At Novak’s Meat Market at 205 Washington Street, bacon and pork are popular products. Even if the supply were to decrease, El Campo will probably not be largely affected, Novak’s Manager Steven Socha said.
“It’s a market, it goes up and it goes down,” Socha said. “Here lately, it hasn’t gone down.”
Officials for Smithfield Foods, a global pork producer, predict the global bacon supply could drop next year, citing an outbreak of the hog-killing illness African swine fever in China.
Millions of pigs have been killed by the disease in Asia so far, according to Bloomberg.
“While China’s hog crisis hasn’t had much impact on the U.S. market yet, that could change in 2020 as the Asian nation is forced to increase imports even more in the face of a prolonged protein deficit,” Director of Raw Materials Procurement at Smithfield Foods Arnold Silver said, via Bloomberg.
The production supervisor for Prasek’s Family Smokehouse, Mike Prasek Jr., sees the hog crisis leading to a short-term supply shortage.
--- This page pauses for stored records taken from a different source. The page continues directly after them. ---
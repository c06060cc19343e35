// Copyright 2025 the Flick Authors
// SPDX-License-Identifier: Apache-2.0 OR MIT

//! Side effects crossing from the gesture/animation loop to application logic.

use alloc::collections::VecDeque;

use crate::axis::PageTurn;

/// An observable side effect produced while handling gestures.
#[derive(Clone, Copy, Debug, PartialEq, Eq, Hash)]
pub enum Effect {
    /// A tile was tapped; the press callback should run.
    ImagePressed {
        /// Tapped tile.
        index: usize,
    },
    /// A tile's zoomed flag flipped.
    ZoomChanged {
        /// Tile whose flag flipped.
        index: usize,
        /// New value of the flag.
        zoomed: bool,
    },
    /// The paging axis started moving to another page.
    PageTurn(PageTurn),
}

/// Bounded, ordered queue of [`Effect`]s, drained once per application tick.
///
/// When full, pushing drops the oldest effect.
#[derive(Clone, Debug)]
pub struct EffectQueue {
    items: VecDeque<Effect>,
    capacity: usize,
    dropped: u64,
}

impl EffectQueue {
    /// Creates a queue holding at most `capacity` effects (at least one).
    #[must_use]
    pub fn new(capacity: usize) -> Self {
        let capacity = capacity.max(1);
        Self {
            items: VecDeque::with_capacity(capacity),
            capacity,
            dropped: 0,
        }
    }

    /// Appends an effect.
    pub fn push(&mut self, effect: Effect) {
        if self.items.len() == self.capacity {
            if let Some(oldest) = self.items.pop_front() {
                self.dropped += 1;
                log::warn!("effect queue full, dropped {oldest:?}");
            }
        }
        self.items.push_back(effect);
    }

    /// Removes and yields every queued effect in order.
    pub fn drain(&mut self) -> impl Iterator<Item = Effect> + '_ {
        self.items.drain(..)
    }

    /// Number of queued effects.
    #[must_use]
    pub fn len(&self) -> usize {
        self.items.len()
    }

    /// Returns `true` when nothing is queued.
    #[must_use]
    pub fn is_empty(&self) -> bool {
        self.items.is_empty()
    }

    /// Maximum number of queued effects.
    #[must_use]
    pub fn capacity(&self) -> usize {
        self.capacity
    }

    /// Effects dropped on overflow since creation.
    #[must_use]
    pub fn dropped(&self) -> u64 {
        self.dropped
    }
}

#[cfg(test)]
mod tests {
    use alloc::vec::Vec;

    use super::{Effect, EffectQueue};

    #[test]
    fn drains_in_order() {
        let mut queue = EffectQueue::new(4);
        queue.push(Effect::ImagePressed { index: 0 });
        queue.push(Effect::ZoomChanged {
            index: 0,
            zoomed: true,
        });
        let drained: Vec<_> = queue.drain().collect();
        assert_eq!(
            drained,
            [
                Effect::ImagePressed { index: 0 },
                Effect::ZoomChanged {
                    index: 0,
                    zoomed: true
                }
            ]
        );
        assert!(queue.is_empty());
    }

    #[test]
    fn overflow_drops_oldest() {
        let mut queue = EffectQueue::new(2);
        for index in 0..3 {
            queue.push(Effect::ImagePressed { index });
        }
        assert_eq!(queue.len(), 2);
        assert_eq!(queue.dropped(), 1);
        let drained: Vec<_> = queue.drain().collect();
        assert_eq!(
            drained,
            [
                Effect::ImagePressed { index: 1 },
                Effect::ImagePressed { index: 2 }
            ]
        );
    }

    #[test]
    fn zero_capacity_holds_one() {
        let mut queue = EffectQueue::new(0);
        assert_eq!(queue.capacity(), 1);
        queue.push(Effect::ImagePressed { index: 0 });
        assert_eq!(queue.len(), 1);
    }
}
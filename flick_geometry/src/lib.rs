// Copyright 2025 the Flick Authors
// SPDX-License-Identifier: Apache-2.0 OR MIT

// After you edit the crate's doc comment, run this command, then check README.md for any missing links
// cargo rdme --workspace-project=flick_geometry --heading-base-level=0

//! Flick Geometry: transform, bounds and paging math for zoomable image tiles.
//!
//! This crate provides small, headless helpers shared by the Flick tile and
//! carousel controllers. It focuses on:
//! - The per-tile transform (uniform scale about the tile center plus a
//!   translation) and the on-screen bounds it produces.
//! - Deciding when a zoomed pan has dragged the content far enough past a
//!   viewport edge to be reinterpreted as a page turn.
//! - Spring-back targets that bring zoomed content back inside the viewport.
//! - Layout of a horizontal strip of equally sized pages.
//!
//! It does **not** own any gesture or animation state. Callers are expected to:
//! - Keep their own transform state and feed it through [`TileTransform`].
//! - Measure (or compute) content bounds and pass them to
//!   [`page_turn_for_bounds`] and [`spring_back_targets`].
//! - Use [`StripLayout`] to map between scroll offsets and page indices.
//!
//! ## Minimal example
//!
//! ```rust
//! use kurbo::{Size, Vec2};
//! use flick_geometry::{PageDirection, TileTransform, page_turn_for_bounds};
//!
//! let viewport = Size::new(400.0, 800.0);
//! let transform = TileTransform::new(2.0, Vec2::new(-300.0, 0.0));
//!
//! // The doubled content is 800px wide; dragged left by 300px its right
//! // edge is 100px inside the viewport.
//! let bounds = transform.content_bounds(viewport).unwrap();
//! assert_eq!(
//!     page_turn_for_bounds(bounds, viewport.width, 80.0),
//!     Some(PageDirection::Forward)
//! );
//! ```
//!
//! All lengths are in logical pixels. Degenerate inputs (zero or negative
//! sizes) never panic; the helpers report "nothing to do" instead.
//!
//! This crate is `no_std`.

#![no_std]

mod bounds;
mod strip;
mod transform;

pub use bounds::{PageDirection, SpringBack, page_turn_for_bounds, spring_back_targets};
pub use strip::{StripLayout, trigger_threshold};
pub use transform::{ScaleLimits, TileTransform};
Prices for pork picnics, used to make sausage, was higher during the last three weeks, but decreased in the last few days.
“This leads me to believe that maybe some of the pork price increases are more of a knee-jerk reaction,” Prasek said.
Prasek’s buys more than a truckload of pork per week. If the pork shortage or price increase were to last long-term, the company would be forced to adjust pricing, Prasek said.
“We can only absorb so much of the loss in profits,” Prasek said.
Bacon is enjoyed by El Campo Seafood and Grill customers, but in a bacon shortage, Manager Loriana Chan said the restaurant probably wouldn’t be impacted.
“The prices always increase all the time,” Chan said.
If the global bacon supply decreases as much as officials predict, Prasek predicted consumers will adjust.
“Consumers will buy a different protein and that is what has happened in the past,” Prasek said.